Restait la compagnie de carabiniers du 8°, commandée par le capitaine de Géreaux. Les Arabes vont fondre sur elle de toutes parts. C'est, en effet, la présence de l'ennemi qui apprend à la fois à Géreaux le danger qui le menace et le désastre de ses compagnons. Mais son courage ne se trouble pas. Il rassemble sa petite troupe, se saisit du marabout de Sidi-Brahim qui est à sa portée et s'y barricade. Il y est aussitôt attaqué avec fureur. Cependant le feu des grosses carabines décime les assaillants, dont les plus hardis sont renversés à coups de baïonnette. Abdel-Kader, qui dirige le combat, le suspend un moment. Il envoie au capitaine français une sommation écrite, l'engageant à cesser une lutte inutile, promettant la vie sauve à ses hommes. Géreaux lit la lettre aux chasseurs d'Orléans qui n'y répondent que par les cris de Vive le Roi!

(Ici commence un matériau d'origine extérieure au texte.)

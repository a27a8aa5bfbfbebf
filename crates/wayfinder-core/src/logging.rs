#![forbid(unsafe_code)]

//! Structured logging glue.
//!
//! With the `tracing` feature the `tracing` macros are re-exported so
//! downstream crates can log through `wayfinder_core::debug!` and friends.
//! With `tracing-json` a subscriber can be installed from an env filter,
//! either as JSON lines (production) or compact text (local runs).
//!
//! Without either feature this module is empty and costs nothing.

#[cfg(feature = "tracing")]
pub use tracing::{debug, debug_span, error, info, info_span, trace, warn};

/// Env var holding the filter directive (e.g. `wayfinder_runtime=debug`).
pub const ENV_LOG_FILTER: &str = "WAYFINDER_LOG";

/// Env var selecting the output format: `json` or `compact`.
pub const ENV_LOG_FORMAT: &str = "WAYFINDER_LOG_FORMAT";

/// Output format for the installed subscriber.
#[derive(Debug, Clone, Copy, PartialEq, Eq, Default)]
pub enum LogFormat {
    #[default]
    Compact,
    Json,
}

impl LogFormat {
    #[must_use]
    pub fn parse(value: &str) -> Option<Self> {
        match value.trim().to_ascii_lowercase().as_str() {
            "json" | "jsonl" => Some(Self::Json),
            "compact" | "text" | "pretty" => Some(Self::Compact),
            _ => None,
        }
    }

    /// Read the format from [`ENV_LOG_FORMAT`], defaulting to compact.
    #[must_use]
    pub fn from_env_with<F>(get: F) -> Self
    where
        F: Fn(&str) -> Option<String>,
    {
        get(ENV_LOG_FORMAT)
            .and_then(|v| Self::parse(&v))
            .unwrap_or_default()
    }
}

/// Install a global subscriber filtered by [`ENV_LOG_FILTER`].
///
/// Falls back to `default_filter` when the variable is unset or invalid.
/// Returns `false` if a global subscriber was already installed.
#[cfg(feature = "tracing-json")]
pub fn init(default_filter: &str) -> bool {
    use tracing_subscriber::EnvFilter;

    let filter = EnvFilter::try_from_env(ENV_LOG_FILTER)
        .unwrap_or_else(|_| EnvFilter::new(default_filter));
    let builder = tracing_subscriber::fmt()
        .with_env_filter(filter)
        .with_writer(std::io::stderr);

    match LogFormat::from_env_with(|key| std::env::var(key).ok()) {
        LogFormat::Json => builder.json().try_init().is_ok(),
        LogFormat::Compact => builder.compact().try_init().is_ok(),
    }
}
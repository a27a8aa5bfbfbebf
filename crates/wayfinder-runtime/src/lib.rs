#![forbid(unsafe_code)]

//! Tour runtime: state machine, anchor measurement, and render snapshots.
//!
//! # Role in Wayfinder
//! `wayfinder-runtime` owns everything stateful about a guided tour. The
//! geometry engine (`wayfinder-layout`) stays pure; this crate decides *when*
//! to measure, *which* answers to trust, and *what* to show.
//!
//! # Key components
//! - [`TourState`]: pure step sequencing with ordered [`TourEvent`]s.
//! - [`MeasurementTracker`]: tickets, stale discard, bounded retry.
//! - [`Tour`]: the shared handle tying both to callbacks and anchors.
//! - [`TourSnapshot`]: plain-data view for the host renderer.
//! - [`TourContext`]: explicit injection with a loud missing-tour error.
//!
//! # Example
//!
//! ```
//! use wayfinder_core::Size;
//! use wayfinder_runtime::{MeasureStatus, Tour, TourConfig, TourStep};
//!
//! let config = TourConfig::new()
//!     .step(TourStep::new("welcome").title("Welcome"))
//!     .step(TourStep::new("done").title("That's it"));
//! let tour = Tour::new(config, Size::new(375.0, 812.0)).unwrap();
//!
//! tour.start();
//! let snap = tour.snapshot();
//! assert_eq!(snap.measure_status, MeasureStatus::Unanchored);
//! assert_eq!(snap.controls.unwrap().progress_label.as_deref(), Some("1 of 2"));
//! ```

pub mod anchor;
pub mod config;
pub mod context;
pub mod error;
pub mod measure;
pub mod runtime;
pub mod snapshot;
pub mod state;
pub mod step;

pub use anchor::{Anchor, AnchorRegistry, Measurable};
pub use config::{DEFAULT_OVERLAY_COLOR, RuntimeSettings, StyleOverrides, TourConfig};
pub use context::TourContext;
pub use error::TourError;
pub use measure::{
    MeasureOutcome, MeasurePhase, MeasurePolicy, MeasureTicket, MeasurementTracker,
};
pub use runtime::{Tour, WeakTour};
pub use snapshot::{MeasureStatus, PopoverControls, StepView, TourSnapshot};
pub use state::{TourAction, TourEvent, TourState, Transition};
pub use step::{Callback, TourStep};
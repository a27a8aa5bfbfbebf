//! Property-based invariant tests for the wayfinder-layout placement engine.
//!
//! These tests verify structural invariants that must hold for **any**
//! combination of anchor, viewport, padding and preferred side:
//!
//! 1. Spotlight top-left is never negative for non-negative padding.
//! 2. Unclamped spotlight extents grow by exactly twice the padding.
//! 3. Clamped spotlight always lies inside the viewport.
//! 4. Flips stay on the preferred side's axis.
//! 5. A flip implies the preferred side was too tight and the opposite roomier.
//! 6. Cross-axis offset respects the spacing margins (or pins to spacing).
//! 7. No anchor / center side always centers without a spotlight.
//! 8. Overlay bands never overlap the cutout and tile the viewport.
//! 9. Placement is deterministic.

use proptest::prelude::*;
use wayfinder_core::{Rect, Side, Size};
use wayfinder_layout::{
    AvailableSpace, PlacementConfig, SpotlightSpec, compute_popover_placement, compute_spotlight,
    compute_spotlight_clamped, overlay_regions,
};

// ── Helpers ─────────────────────────────────────────────────────────────

fn viewport_strategy() -> impl Strategy<Value = Size> {
    (200.0f32..=2000.0, 200.0f32..=2000.0).prop_map(|(w, h)| Size::new(w, h))
}

fn anchor_strategy() -> impl Strategy<Value = Rect> {
    (-200.0f32..=2000.0, -200.0f32..=2000.0, 1.0f32..=600.0, 1.0f32..=600.0)
        .prop_map(|(x, y, w, h)| Rect::new(x, y, w, h))
}

fn side_strategy() -> impl Strategy<Value = Side> {
    prop_oneof![
        Just(Side::Top),
        Just(Side::Bottom),
        Just(Side::Left),
        Just(Side::Right),
        Just(Side::Center),
    ]
}

fn spec_strategy() -> impl Strategy<Value = SpotlightSpec> {
    (0.0f32..=40.0, 0.0f32..=40.0).prop_map(|(p, r)| SpotlightSpec::new(p, r))
}

fn config_strategy() -> impl Strategy<Value = PlacementConfig> {
    (
        50.0f32..=500.0,
        50.0f32..=400.0,
        0.0f32..=32.0,
        0.0f32..=400.0,
        any::<bool>(),
    )
        .prop_map(|(w, h, spacing, min_space, clamp)| {
            PlacementConfig::default()
                .popover_size(Size::new(w, h))
                .spacing(spacing)
                .min_space(min_space)
                .clamp_spotlight(clamp)
        })
}

const EPS: f32 = 1e-3;

// ═════════════════════════════════════════════════════════════════════════
// 1–3. Spotlight geometry
// ═════════════════════════════════════════════════════════════════════════

proptest! {
    #[test]
    fn spotlight_origin_never_negative(anchor in anchor_strategy(), padding in 0.0f32..=64.0) {
        let spot = compute_spotlight(anchor, padding);
        prop_assert!(spot.x >= 0.0);
        prop_assert!(spot.y >= 0.0);
    }

    #[test]
    fn spotlight_extent_grows_by_twice_padding(anchor in anchor_strategy(), padding in 0.0f32..=64.0) {
        let spot = compute_spotlight(anchor, padding);
        prop_assert!((spot.width - (anchor.width + 2.0 * padding)).abs() < EPS);
        prop_assert!((spot.height - (anchor.height + 2.0 * padding)).abs() < EPS);
    }

    #[test]
    fn clamped_spotlight_inside_viewport(
        anchor in anchor_strategy(),
        padding in 0.0f32..=64.0,
        viewport in viewport_strategy(),
    ) {
        let spot = compute_spotlight_clamped(anchor, padding, viewport);
        prop_assert!(spot.x >= 0.0 && spot.y >= 0.0);
        prop_assert!(spot.width >= 0.0 && spot.height >= 0.0);
        prop_assert!(spot.right() <= viewport.width + EPS);
        prop_assert!(spot.bottom() <= viewport.height + EPS);
    }
}

// ═════════════════════════════════════════════════════════════════════════
// 4–5. Flip rule
// ═════════════════════════════════════════════════════════════════════════

proptest! {
    #[test]
    fn flip_stays_on_axis(
        anchor in anchor_strategy(),
        side in side_strategy(),
        viewport in viewport_strategy(),
        spec in spec_strategy(),
        config in config_strategy(),
    ) {
        let r = compute_popover_placement(Some(anchor), side, viewport, spec, &config);
        if side == Side::Center {
            prop_assert_eq!(r.resolved_side, Side::Center);
        } else {
            prop_assert!(r.resolved_side == side || r.resolved_side == side.opposite());
            prop_assert_eq!(r.resolved_side.axis(), side.axis());
        }
    }

    #[test]
    fn flip_only_when_justified(
        anchor in anchor_strategy(),
        side in side_strategy(),
        viewport in viewport_strategy(),
        config in config_strategy(),
    ) {
        let r = compute_popover_placement(Some(anchor), side, viewport, SpotlightSpec::default(), &config);
        let space = AvailableSpace::around(anchor, viewport);
        if r.flipped() && side != Side::Center {
            prop_assert!(space.on(side) < config.min_space);
            prop_assert!(space.on(side.opposite()) > space.on(side));
        }
        if space.on(side) >= config.min_space {
            prop_assert_eq!(r.resolved_side, side);
        }
    }
}

// ═════════════════════════════════════════════════════════════════════════
// 6. Cross-axis clamp
// ═════════════════════════════════════════════════════════════════════════

proptest! {
    #[test]
    fn cross_axis_respects_margins(
        anchor in anchor_strategy(),
        side in prop_oneof![Just(Side::Top), Just(Side::Bottom), Just(Side::Left), Just(Side::Right)],
        viewport in viewport_strategy(),
        config in config_strategy(),
    ) {
        let r = compute_popover_placement(Some(anchor), side, viewport, SpotlightSpec::default(), &config);
        let (offset, extent, size) = match r.resolved_side {
            Side::Top | Side::Bottom => (r.popover.x, viewport.width, config.popover_size.width),
            _ => (r.popover.y, viewport.height, config.popover_size.height),
        };
        let hi = extent - size - config.spacing;
        if hi >= config.spacing {
            prop_assert!(offset >= config.spacing - EPS);
            prop_assert!(offset <= hi + EPS);
        } else {
            prop_assert!((offset - config.spacing).abs() < EPS);
        }
    }
}

// ═════════════════════════════════════════════════════════════════════════
// 7. Centering
// ═════════════════════════════════════════════════════════════════════════

proptest! {
    #[test]
    fn missing_anchor_always_centers(
        side in side_strategy(),
        viewport in viewport_strategy(),
        config in config_strategy(),
    ) {
        let r = compute_popover_placement(None, side, viewport, SpotlightSpec::default(), &config);
        prop_assert_eq!(r.resolved_side, Side::Center);
        prop_assert!(r.spotlight.is_none());
        let cx = r.popover.center_x();
        let cy = r.popover.center_y();
        prop_assert!((cx - viewport.width / 2.0).abs() < EPS);
        prop_assert!((cy - viewport.height / 2.0).abs() < EPS);
    }
}

// ═════════════════════════════════════════════════════════════════════════
// 8. Overlay tiling
// ═════════════════════════════════════════════════════════════════════════

proptest! {
    #[test]
    fn overlay_bands_tile_viewport(
        anchor in anchor_strategy(),
        viewport in viewport_strategy(),
        spec in spec_strategy(),
        config in config_strategy(),
    ) {
        let r = compute_popover_placement(Some(anchor), Side::Bottom, viewport, spec, &config);
        let regions = overlay_regions(r.spotlight.as_ref(), viewport);
        let cutout_area = regions.cutout.map_or(0.0, |c| c.area());
        let total = regions.dimmed_area() + cutout_area;
        let expected = viewport.width * viewport.height;
        prop_assert!((total - expected).abs() <= expected * 1e-4);
        if let Some(cutout) = regions.cutout {
            for band in &regions.dimmed {
                prop_assert!(band.intersection_opt(&cutout).is_none());
            }
        }
    }
}

// ═════════════════════════════════════════════════════════════════════════
// 9. Determinism
// ═════════════════════════════════════════════════════════════════════════

proptest! {
    #[test]
    fn placement_is_deterministic(
        anchor in anchor_strategy(),
        side in side_strategy(),
        viewport in viewport_strategy(),
        spec in spec_strategy(),
        config in config_strategy(),
    ) {
        let a = compute_popover_placement(Some(anchor), side, viewport, spec, &config);
        let b = compute_popover_placement(Some(anchor), side, viewport, spec, &config);
        prop_assert_eq!(a, b);
    }
}

// ── Reference scenarios ─────────────────────────────────────────────────

#[test]
fn reference_flip_scenario() {
    let r = compute_popover_placement(
        Some(Rect::new(100.0, 700.0, 100.0, 50.0)),
        Side::Bottom,
        Size::new(375.0, 800.0),
        SpotlightSpec::default(),
        &PlacementConfig::default(),
    );
    assert_eq!(r.resolved_side, Side::Top);
}

#[test]
fn reference_clamp_scenario() {
    let r = compute_popover_placement(
        Some(Rect::new(10.0, 100.0, 20.0, 20.0)),
        Side::Bottom,
        Size::new(375.0, 812.0),
        SpotlightSpec::default(),
        &PlacementConfig::default(),
    );
    assert_eq!(r.popover.x, 16.0);
}
#![forbid(unsafe_code)]

//! Explicit tour injection for deep UI trees.
//!
//! Components that render tour UI take a [`TourContext`] from their parent
//! instead of reaching for a global. Asking an empty context for its tour is
//! a programming error reported as [`TourError::MissingContext`], never a
//! silent `None`.

use crate::error::TourError;
use crate::runtime::Tour;

/// Carrier for an optional [`Tour`] handle.
#[derive(Debug, Clone, Default)]
pub struct TourContext {
    tour: Option<Tour>,
}

impl TourContext {
    /// A context with no tour. Lookups fail with `MissingContext`.
    #[must_use]
    pub fn empty() -> Self {
        Self::default()
    }

    /// A context providing `tour` to everything below it.
    #[must_use]
    pub fn provide(tour: Tour) -> Self {
        Self { tour: Some(tour) }
    }

    /// The provided tour.
    pub fn tour(&self) -> Result<&Tour, TourError> {
        self.tour.as_ref().ok_or(TourError::MissingContext)
    }

    /// An owned handle to the provided tour.
    pub fn tour_handle(&self) -> Result<Tour, TourError> {
        self.tour().cloned()
    }

    #[must_use]
    pub fn is_provided(&self) -> bool {
        self.tour.is_some()
    }
}

impl From<Tour> for TourContext {
    fn from(tour: Tour) -> Self {
        Self::provide(tour)
    }
}

#[cfg(test)]
mod tests {
    use super::*;
    use crate::{TourConfig, TourStep};
    use wayfinder_core::Size;

    fn tour() -> Tour {
        Tour::new(
            TourConfig::new().step(TourStep::new("a")),
            Size::new(375.0, 812.0),
        )
        .unwrap()
    }

    #[test]
    fn empty_context_errors_loudly() {
        let ctx = TourContext::empty();
        assert!(!ctx.is_provided());
        assert_eq!(ctx.tour().unwrap_err(), TourError::MissingContext);
        assert!(ctx.tour_handle().is_err());
    }

    #[test]
    fn provided_context_shares_the_same_tour() {
        let tour = tour();
        let ctx = TourContext::provide(tour.clone());
        let seen = ctx.tour().unwrap();
        assert!(seen.ptr_eq(&tour));
        seen.start();
        assert!(tour.is_active());
    }

    #[test]
    fn context_clones_share_state() {
        let ctx = TourContext::from(tour());
        let child = ctx.clone();
        ctx.tour().unwrap().start();
        assert!(child.tour().unwrap().is_active());
    }
}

(1) Blessé et sans connaissance, le chef d'escadron Courby de Cognord allait être décapité, lorsqu'un vieux régulier d'Abdel-Kader reconnut l'officier supérieur aux soutaches de son dolman. On l'emporta; il se rétablit et fut rendu à la liberté l'année suivante: il est aujourd'hui officier général. (Note du duc d'Aumale, 1855.)

T. III.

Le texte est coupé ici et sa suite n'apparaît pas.